[Collected data entries]
==========
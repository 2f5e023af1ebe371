//! Durable allocation table and the versioned JSON files behind it.
//!
//! The table is written as versioned JSON next to the agent state:
//!
//! ```json
//! {"version": 1, "entries": [{"instance_id": "...", "handles": [...]}]}
//! ```
//!
//! Writes go to `<path>.tmp` first and are renamed over the previous file, so a crash
//! mid-write leaves either the old table or the new one on disk.

use std::fs;
use std::io;
use std::io::Write;
use std::path::Path;
use std::path::PathBuf;

use api_types::AllocationEntry;
use error_stack::Report;
use error_stack::ResultExt;
use serde::de::DeserializeOwned;
use serde::Deserialize;
use serde::Serialize;
use tracing::error;
use tracing::info;
use tracing::warn;

use super::table::AllocationTable;
use super::table::DeviceHandle;

const FORMAT_VERSION: u32 = 1;

#[derive(Debug, thiserror::Error)]
pub enum StoreError {
    #[error("failed to serialize state file")]
    Serialize,
    #[error("failed to write state file {path}")]
    Write { path: String },
}

/// Result of reading a versioned state file.
#[derive(Debug, Clone, PartialEq, Eq)]
pub enum LoadOutcome<T> {
    Loaded(T),
    Missing,
    Corrupt(String),
    UnsupportedVersion(u32),
}

impl<T> LoadOutcome<T> {
    pub fn map<U>(self, f: impl FnOnce(T) -> U) -> LoadOutcome<U> {
        match self {
            LoadOutcome::Loaded(value) => LoadOutcome::Loaded(f(value)),
            LoadOutcome::Missing => LoadOutcome::Missing,
            LoadOutcome::Corrupt(reason) => LoadOutcome::Corrupt(reason),
            LoadOutcome::UnsupportedVersion(version) => LoadOutcome::UnsupportedVersion(version),
        }
    }

    /// The loaded value, or `T::default()` after logging why nothing was loaded.
    pub fn or_empty(self, path: &Path) -> T
    where
        T: Default,
    {
        match self {
            LoadOutcome::Loaded(value) => value,
            LoadOutcome::Missing => {
                info!(path = %path.display(), "no state file on disk, starting empty");
                T::default()
            }
            LoadOutcome::Corrupt(reason) => {
                error!(path = %path.display(), reason = %reason, "state file is unreadable, starting empty");
                T::default()
            }
            LoadOutcome::UnsupportedVersion(version) => {
                warn!(path = %path.display(), version, "state file has unsupported version, starting empty");
                T::default()
            }
        }
    }
}

#[derive(Serialize)]
struct Versioned<'a, T> {
    version: u32,
    #[serde(flatten)]
    body: &'a T,
}

#[derive(Deserialize)]
struct VersionHeader {
    version: u32,
}

/// Read a `{"version": 1, ...}` file. The remaining fields decode into `T`.
pub fn read_versioned<T: DeserializeOwned>(path: &Path) -> LoadOutcome<T> {
    let raw = match fs::read_to_string(path) {
        Ok(raw) => raw,
        Err(e) if e.kind() == io::ErrorKind::NotFound => return LoadOutcome::Missing,
        Err(e) => return LoadOutcome::Corrupt(e.to_string()),
    };

    let header: VersionHeader = match serde_json::from_str(&raw) {
        Ok(header) => header,
        Err(e) => return LoadOutcome::Corrupt(e.to_string()),
    };
    if header.version != FORMAT_VERSION {
        return LoadOutcome::UnsupportedVersion(header.version);
    }

    match serde_json::from_str::<T>(&raw) {
        Ok(value) => LoadOutcome::Loaded(value),
        Err(e) => LoadOutcome::Corrupt(e.to_string()),
    }
}

fn tmp_path(path: &Path) -> PathBuf {
    let mut name = path.as_os_str().to_os_string();
    name.push(".tmp");
    PathBuf::from(name)
}

/// Replace `path` with `body` plus the format version, through `<path>.tmp`.
///
/// # Errors
///
/// - [`StoreError::Serialize`] if `body` cannot be encoded
/// - [`StoreError::Write`] if the temporary file cannot be written or renamed
pub fn write_versioned<T: Serialize>(path: &Path, body: &T) -> Result<(), Report<StoreError>> {
    let bytes = serde_json::to_vec_pretty(&Versioned {
        version: FORMAT_VERSION,
        body,
    })
    .change_context(StoreError::Serialize)?;

    let write_error = || StoreError::Write {
        path: path.display().to_string(),
    };
    if let Some(parent) = path.parent().filter(|p| !p.as_os_str().is_empty()) {
        fs::create_dir_all(parent).change_context_lazy(write_error)?;
    }

    let tmp = tmp_path(path);
    {
        let mut file = fs::File::create(&tmp).change_context_lazy(write_error)?;
        file.write_all(&bytes).change_context_lazy(write_error)?;
        file.sync_all().change_context_lazy(write_error)?;
    }
    fs::rename(&tmp, path).change_context_lazy(write_error)?;
    Ok(())
}

#[derive(Serialize)]
struct PersistedTableRef<'a, H> {
    entries: Vec<AllocationEntryRef<'a, H>>,
}

#[derive(Serialize)]
struct AllocationEntryRef<'a, H> {
    instance_id: &'a str,
    handles: &'a [H],
}

#[derive(Deserialize)]
struct PersistedTable<H> {
    entries: Vec<AllocationEntry<H>>,
}

/// File-backed allocation table.
#[derive(Debug, Clone)]
pub struct AllocationStore {
    path: PathBuf,
}

impl AllocationStore {
    pub fn new(path: impl Into<PathBuf>) -> Self {
        Self { path: path.into() }
    }

    pub fn path(&self) -> &Path {
        &self.path
    }

    /// Read the table and say what was found.
    pub fn load_outcome<H: DeviceHandle>(&self) -> LoadOutcome<AllocationTable<H>> {
        read_versioned::<PersistedTable<H>>(&self.path).map(|table| {
            table
                .entries
                .into_iter()
                .map(|entry| (entry.instance_id, entry.handles))
                .collect()
        })
    }

    /// Read the table, treating anything unreadable as empty.
    pub fn load<H: DeviceHandle>(&self) -> AllocationTable<H> {
        let table = self.load_outcome::<H>().or_empty(&self.path);
        info!(path = %self.path.display(), entries = table.len(), "loaded allocation table");
        table
    }

    /// Replace the table on disk.
    ///
    /// # Errors
    ///
    /// See [`write_versioned`].
    pub fn save<H: DeviceHandle>(&self, table: &AllocationTable<H>) -> Result<(), Report<StoreError>> {
        write_versioned(
            &self.path,
            &PersistedTableRef {
                entries: table
                    .iter()
                    .map(|(instance_id, handles)| AllocationEntryRef {
                        instance_id,
                        handles,
                    })
                    .collect(),
            },
        )
    }
}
==========
| WORK TASK |
Return the lines of the records that include the string "unreadable".

| RESULT BELOW |
                error!(path = %path.display(), reason = %reason, "state file is unreadable, starting empty");
    /// Read the table, treating anything unreadable as empty.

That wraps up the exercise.